BRIEF:
Report the number of lines in the entries below that include the word "TaskHandle", and nothing else.

[Extracted data entries]
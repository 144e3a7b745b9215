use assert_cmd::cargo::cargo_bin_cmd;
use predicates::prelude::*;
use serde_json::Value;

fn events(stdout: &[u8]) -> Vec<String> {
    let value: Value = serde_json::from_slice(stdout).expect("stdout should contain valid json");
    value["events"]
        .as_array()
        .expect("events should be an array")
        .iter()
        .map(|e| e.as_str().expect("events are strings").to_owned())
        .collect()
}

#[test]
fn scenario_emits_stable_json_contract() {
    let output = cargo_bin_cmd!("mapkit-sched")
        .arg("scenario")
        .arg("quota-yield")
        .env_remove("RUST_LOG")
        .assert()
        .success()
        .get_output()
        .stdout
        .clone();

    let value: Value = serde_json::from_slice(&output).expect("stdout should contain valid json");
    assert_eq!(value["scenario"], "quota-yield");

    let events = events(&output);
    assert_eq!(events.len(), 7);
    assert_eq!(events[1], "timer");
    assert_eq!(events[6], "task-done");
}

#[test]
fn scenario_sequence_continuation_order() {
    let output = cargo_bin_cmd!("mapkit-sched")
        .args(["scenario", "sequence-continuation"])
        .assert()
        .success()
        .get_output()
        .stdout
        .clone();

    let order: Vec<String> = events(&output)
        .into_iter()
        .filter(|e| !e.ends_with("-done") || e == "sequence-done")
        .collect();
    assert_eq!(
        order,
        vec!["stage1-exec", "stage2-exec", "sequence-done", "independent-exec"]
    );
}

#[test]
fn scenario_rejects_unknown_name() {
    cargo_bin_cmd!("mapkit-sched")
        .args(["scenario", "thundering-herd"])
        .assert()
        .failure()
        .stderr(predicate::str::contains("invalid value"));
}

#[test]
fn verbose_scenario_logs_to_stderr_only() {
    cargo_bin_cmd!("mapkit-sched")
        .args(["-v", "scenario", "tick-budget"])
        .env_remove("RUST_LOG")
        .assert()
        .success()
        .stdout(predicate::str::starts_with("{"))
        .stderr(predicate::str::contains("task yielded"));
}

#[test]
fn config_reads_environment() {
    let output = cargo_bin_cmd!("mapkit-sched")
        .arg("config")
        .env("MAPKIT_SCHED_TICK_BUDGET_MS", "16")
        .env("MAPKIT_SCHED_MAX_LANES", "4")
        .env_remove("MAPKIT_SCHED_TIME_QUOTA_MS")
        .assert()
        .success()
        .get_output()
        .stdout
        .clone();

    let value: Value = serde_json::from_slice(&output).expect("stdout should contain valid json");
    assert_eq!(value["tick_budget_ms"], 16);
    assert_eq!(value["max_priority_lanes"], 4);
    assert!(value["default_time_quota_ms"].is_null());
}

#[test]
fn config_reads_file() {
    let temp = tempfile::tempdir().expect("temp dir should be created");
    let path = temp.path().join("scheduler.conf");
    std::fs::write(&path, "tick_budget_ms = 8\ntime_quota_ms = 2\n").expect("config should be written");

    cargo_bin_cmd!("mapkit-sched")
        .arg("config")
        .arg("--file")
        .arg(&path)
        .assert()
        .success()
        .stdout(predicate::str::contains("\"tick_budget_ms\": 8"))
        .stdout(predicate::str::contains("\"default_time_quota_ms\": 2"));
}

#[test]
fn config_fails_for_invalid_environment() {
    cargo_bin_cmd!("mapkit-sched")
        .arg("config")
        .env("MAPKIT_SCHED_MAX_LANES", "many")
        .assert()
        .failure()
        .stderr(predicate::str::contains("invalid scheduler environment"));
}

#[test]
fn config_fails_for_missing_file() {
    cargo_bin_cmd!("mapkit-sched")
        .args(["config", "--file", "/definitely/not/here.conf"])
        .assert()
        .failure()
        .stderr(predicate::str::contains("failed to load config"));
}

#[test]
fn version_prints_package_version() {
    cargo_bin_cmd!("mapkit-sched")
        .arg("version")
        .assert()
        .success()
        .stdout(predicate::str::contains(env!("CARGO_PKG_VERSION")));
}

--

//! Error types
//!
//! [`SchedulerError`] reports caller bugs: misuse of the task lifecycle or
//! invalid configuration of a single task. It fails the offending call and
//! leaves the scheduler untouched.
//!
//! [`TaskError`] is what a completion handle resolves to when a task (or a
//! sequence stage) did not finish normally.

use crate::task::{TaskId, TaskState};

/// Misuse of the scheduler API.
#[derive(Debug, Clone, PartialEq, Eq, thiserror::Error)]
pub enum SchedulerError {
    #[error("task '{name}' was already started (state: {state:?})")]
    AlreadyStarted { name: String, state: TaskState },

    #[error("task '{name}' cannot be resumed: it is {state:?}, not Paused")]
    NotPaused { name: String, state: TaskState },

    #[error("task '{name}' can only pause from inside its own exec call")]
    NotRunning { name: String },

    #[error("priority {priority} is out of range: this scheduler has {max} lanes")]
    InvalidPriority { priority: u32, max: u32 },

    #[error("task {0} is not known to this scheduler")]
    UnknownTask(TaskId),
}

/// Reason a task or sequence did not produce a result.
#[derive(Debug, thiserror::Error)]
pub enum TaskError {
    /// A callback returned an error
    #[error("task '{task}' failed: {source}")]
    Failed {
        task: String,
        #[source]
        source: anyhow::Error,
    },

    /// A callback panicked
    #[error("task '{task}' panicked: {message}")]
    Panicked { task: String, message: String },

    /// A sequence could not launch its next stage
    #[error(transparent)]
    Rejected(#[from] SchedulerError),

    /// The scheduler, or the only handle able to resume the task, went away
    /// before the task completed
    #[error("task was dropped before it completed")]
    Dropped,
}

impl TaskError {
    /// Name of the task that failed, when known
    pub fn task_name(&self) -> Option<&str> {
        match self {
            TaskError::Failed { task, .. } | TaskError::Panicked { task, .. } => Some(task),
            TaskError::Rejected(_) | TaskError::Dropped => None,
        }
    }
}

==

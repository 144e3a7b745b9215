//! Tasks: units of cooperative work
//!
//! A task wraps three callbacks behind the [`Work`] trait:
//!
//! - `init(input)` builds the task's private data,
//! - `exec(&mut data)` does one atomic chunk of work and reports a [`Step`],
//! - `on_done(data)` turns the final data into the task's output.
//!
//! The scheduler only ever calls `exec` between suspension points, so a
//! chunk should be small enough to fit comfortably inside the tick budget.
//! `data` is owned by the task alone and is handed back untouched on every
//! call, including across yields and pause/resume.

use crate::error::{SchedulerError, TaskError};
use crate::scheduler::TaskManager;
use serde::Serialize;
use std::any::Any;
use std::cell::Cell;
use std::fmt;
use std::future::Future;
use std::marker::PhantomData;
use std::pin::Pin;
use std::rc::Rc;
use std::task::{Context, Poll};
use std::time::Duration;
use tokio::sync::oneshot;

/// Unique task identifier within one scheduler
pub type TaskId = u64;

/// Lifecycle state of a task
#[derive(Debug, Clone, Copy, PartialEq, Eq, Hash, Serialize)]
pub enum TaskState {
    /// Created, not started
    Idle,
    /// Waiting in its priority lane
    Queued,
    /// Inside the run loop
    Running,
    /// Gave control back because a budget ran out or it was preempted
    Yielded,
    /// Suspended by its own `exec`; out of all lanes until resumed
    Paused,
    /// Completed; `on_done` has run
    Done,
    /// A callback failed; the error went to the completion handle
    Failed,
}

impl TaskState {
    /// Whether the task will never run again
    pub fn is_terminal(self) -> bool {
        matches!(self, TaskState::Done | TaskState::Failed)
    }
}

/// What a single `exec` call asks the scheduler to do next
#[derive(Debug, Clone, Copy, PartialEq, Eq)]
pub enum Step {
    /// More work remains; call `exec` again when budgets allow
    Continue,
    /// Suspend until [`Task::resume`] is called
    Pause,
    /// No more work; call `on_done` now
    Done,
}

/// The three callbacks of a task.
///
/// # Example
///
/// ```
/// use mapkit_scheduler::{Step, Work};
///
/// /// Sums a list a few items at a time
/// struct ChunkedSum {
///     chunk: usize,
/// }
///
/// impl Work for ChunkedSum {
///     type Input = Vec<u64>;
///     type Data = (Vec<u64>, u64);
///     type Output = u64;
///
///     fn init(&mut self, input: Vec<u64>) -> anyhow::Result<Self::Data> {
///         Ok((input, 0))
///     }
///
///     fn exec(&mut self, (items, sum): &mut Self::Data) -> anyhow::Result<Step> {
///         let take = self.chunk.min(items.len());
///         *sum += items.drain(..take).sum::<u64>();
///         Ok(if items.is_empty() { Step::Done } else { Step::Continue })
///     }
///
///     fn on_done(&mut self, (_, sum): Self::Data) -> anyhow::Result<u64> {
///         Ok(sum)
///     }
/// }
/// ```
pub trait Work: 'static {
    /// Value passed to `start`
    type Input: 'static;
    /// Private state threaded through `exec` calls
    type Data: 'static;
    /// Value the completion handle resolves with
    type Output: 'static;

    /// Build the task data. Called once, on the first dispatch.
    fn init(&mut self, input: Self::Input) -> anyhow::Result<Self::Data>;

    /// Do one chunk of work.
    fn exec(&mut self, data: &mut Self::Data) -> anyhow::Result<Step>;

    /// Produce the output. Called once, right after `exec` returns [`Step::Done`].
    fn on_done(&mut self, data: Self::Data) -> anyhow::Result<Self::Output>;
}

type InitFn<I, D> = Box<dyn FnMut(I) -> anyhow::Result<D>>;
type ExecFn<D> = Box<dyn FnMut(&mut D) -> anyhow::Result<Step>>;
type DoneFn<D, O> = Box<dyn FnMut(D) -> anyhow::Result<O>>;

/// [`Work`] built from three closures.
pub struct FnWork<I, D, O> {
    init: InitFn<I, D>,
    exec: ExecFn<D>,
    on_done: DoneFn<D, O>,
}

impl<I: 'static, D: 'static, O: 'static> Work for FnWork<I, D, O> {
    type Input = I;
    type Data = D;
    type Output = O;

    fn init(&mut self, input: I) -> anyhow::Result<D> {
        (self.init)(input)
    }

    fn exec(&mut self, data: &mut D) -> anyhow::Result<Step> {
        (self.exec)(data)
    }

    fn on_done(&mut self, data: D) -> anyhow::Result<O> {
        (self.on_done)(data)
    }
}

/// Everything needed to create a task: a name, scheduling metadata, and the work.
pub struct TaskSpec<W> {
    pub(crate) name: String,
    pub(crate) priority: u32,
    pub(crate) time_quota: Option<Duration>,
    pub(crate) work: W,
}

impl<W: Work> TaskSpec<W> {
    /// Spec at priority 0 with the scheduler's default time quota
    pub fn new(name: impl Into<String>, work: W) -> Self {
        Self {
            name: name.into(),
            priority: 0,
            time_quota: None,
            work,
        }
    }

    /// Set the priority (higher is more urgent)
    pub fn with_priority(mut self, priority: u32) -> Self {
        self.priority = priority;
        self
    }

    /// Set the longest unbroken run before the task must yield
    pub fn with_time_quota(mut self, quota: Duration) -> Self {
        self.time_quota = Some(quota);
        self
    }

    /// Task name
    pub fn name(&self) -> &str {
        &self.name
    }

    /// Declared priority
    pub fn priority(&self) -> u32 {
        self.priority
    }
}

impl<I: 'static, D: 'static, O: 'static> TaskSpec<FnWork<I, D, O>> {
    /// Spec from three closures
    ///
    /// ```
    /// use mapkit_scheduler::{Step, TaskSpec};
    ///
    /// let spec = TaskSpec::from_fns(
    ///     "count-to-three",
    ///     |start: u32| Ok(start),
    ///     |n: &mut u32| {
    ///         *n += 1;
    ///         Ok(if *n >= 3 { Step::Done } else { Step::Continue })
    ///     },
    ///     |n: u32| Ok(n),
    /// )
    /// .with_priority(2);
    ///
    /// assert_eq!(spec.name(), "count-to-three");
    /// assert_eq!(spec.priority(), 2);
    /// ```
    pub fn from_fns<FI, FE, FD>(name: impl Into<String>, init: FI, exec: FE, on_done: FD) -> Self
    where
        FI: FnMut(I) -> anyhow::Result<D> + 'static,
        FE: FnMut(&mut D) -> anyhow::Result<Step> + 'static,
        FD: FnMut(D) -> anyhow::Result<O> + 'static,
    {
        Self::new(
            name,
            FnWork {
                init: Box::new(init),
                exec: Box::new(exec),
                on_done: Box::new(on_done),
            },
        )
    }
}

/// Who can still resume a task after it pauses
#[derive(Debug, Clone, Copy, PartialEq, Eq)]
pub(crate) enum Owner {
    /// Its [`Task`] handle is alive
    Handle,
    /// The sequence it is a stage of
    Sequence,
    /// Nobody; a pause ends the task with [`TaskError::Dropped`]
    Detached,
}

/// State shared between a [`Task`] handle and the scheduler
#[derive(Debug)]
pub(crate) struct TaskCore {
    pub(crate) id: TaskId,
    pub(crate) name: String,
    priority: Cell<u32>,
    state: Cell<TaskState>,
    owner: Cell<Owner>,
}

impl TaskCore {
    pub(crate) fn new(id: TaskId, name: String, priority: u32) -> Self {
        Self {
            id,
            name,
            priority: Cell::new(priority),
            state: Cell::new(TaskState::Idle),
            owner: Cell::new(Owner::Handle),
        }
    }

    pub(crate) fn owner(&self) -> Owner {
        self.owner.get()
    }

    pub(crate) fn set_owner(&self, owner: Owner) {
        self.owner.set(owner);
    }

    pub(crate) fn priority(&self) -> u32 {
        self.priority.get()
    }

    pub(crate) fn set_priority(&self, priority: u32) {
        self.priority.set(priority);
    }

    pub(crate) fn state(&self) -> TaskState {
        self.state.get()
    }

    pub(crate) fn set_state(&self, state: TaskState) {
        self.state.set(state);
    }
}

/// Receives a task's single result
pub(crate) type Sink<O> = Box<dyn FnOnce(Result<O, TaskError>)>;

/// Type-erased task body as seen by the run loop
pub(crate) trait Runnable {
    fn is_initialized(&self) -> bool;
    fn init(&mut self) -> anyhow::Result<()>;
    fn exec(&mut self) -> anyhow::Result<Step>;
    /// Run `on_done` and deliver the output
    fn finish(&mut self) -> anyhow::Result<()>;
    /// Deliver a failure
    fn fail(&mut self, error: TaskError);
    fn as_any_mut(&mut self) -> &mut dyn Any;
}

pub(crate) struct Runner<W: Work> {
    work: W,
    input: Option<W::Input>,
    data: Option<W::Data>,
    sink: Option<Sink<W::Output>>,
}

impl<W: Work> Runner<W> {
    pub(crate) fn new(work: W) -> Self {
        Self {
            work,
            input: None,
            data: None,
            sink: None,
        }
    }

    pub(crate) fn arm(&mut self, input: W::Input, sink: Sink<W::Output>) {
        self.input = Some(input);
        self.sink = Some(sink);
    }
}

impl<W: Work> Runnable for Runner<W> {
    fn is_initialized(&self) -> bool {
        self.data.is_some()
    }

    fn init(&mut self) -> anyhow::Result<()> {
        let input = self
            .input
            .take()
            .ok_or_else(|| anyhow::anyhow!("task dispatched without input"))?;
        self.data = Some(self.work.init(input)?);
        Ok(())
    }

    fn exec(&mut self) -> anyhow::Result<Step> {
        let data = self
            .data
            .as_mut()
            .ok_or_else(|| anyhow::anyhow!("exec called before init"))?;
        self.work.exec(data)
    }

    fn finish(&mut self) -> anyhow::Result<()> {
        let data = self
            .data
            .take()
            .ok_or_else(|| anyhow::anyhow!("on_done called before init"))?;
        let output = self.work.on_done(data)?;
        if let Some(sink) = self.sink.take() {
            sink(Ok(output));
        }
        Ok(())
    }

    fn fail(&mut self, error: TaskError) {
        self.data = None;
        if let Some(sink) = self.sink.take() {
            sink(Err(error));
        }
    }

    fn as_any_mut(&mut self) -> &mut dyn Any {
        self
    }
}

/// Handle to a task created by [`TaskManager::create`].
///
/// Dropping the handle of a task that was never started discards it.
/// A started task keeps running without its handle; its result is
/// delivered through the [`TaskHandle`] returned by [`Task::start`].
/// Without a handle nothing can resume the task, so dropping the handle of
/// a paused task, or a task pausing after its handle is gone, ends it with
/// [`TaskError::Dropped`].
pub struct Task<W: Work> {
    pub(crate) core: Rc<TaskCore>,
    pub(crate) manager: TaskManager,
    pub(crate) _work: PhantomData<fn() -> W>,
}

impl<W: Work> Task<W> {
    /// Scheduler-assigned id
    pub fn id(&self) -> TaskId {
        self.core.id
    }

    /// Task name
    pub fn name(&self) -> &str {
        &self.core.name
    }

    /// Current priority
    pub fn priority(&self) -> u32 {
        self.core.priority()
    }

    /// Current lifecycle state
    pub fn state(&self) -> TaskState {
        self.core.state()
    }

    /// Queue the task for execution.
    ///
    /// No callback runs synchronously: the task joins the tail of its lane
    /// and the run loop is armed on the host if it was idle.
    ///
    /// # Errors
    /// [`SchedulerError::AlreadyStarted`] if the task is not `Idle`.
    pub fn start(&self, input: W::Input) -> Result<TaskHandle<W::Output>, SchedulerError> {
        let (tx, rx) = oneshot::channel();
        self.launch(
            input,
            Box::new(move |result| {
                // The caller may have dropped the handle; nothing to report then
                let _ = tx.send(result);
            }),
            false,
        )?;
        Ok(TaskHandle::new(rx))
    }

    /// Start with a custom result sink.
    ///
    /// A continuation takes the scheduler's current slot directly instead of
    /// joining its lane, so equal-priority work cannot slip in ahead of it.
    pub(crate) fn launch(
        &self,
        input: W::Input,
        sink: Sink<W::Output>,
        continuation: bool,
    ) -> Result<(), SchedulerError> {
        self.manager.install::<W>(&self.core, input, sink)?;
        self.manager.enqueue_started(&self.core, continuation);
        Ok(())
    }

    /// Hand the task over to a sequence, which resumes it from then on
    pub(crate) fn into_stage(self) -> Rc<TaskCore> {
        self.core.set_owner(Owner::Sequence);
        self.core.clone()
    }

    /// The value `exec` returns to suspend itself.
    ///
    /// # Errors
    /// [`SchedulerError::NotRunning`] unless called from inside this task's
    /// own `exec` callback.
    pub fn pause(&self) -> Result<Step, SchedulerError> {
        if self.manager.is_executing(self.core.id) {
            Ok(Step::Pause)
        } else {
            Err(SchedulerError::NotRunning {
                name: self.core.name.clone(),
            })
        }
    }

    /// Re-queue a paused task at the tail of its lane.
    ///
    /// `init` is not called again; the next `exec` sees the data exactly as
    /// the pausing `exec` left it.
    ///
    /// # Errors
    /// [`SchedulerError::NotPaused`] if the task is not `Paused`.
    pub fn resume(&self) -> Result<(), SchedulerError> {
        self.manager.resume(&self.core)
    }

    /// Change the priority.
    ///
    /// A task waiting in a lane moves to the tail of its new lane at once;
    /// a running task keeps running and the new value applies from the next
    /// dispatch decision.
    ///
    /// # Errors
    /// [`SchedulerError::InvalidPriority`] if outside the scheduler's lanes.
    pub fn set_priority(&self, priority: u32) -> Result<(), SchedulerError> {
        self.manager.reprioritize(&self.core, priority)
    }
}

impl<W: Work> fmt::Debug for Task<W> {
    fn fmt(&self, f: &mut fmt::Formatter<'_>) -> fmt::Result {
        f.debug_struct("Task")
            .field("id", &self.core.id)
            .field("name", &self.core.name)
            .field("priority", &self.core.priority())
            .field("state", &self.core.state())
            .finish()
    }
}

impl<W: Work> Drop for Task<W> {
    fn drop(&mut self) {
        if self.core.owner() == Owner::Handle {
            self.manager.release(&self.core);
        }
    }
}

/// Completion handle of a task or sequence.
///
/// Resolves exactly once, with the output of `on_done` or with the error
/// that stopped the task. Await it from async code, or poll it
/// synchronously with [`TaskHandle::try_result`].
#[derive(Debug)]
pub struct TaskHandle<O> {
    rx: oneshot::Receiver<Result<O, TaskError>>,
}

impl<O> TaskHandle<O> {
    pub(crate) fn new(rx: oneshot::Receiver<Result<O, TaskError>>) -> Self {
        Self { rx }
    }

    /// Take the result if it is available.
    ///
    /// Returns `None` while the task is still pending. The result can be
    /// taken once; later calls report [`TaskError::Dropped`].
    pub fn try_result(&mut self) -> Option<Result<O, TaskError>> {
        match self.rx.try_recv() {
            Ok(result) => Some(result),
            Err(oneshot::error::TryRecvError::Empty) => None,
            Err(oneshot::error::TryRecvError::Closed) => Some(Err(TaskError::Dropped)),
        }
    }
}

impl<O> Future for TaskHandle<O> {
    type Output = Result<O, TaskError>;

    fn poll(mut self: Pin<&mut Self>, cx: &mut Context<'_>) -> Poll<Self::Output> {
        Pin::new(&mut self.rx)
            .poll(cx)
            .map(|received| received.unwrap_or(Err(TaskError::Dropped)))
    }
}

ANSWER TO THIS TASK:
7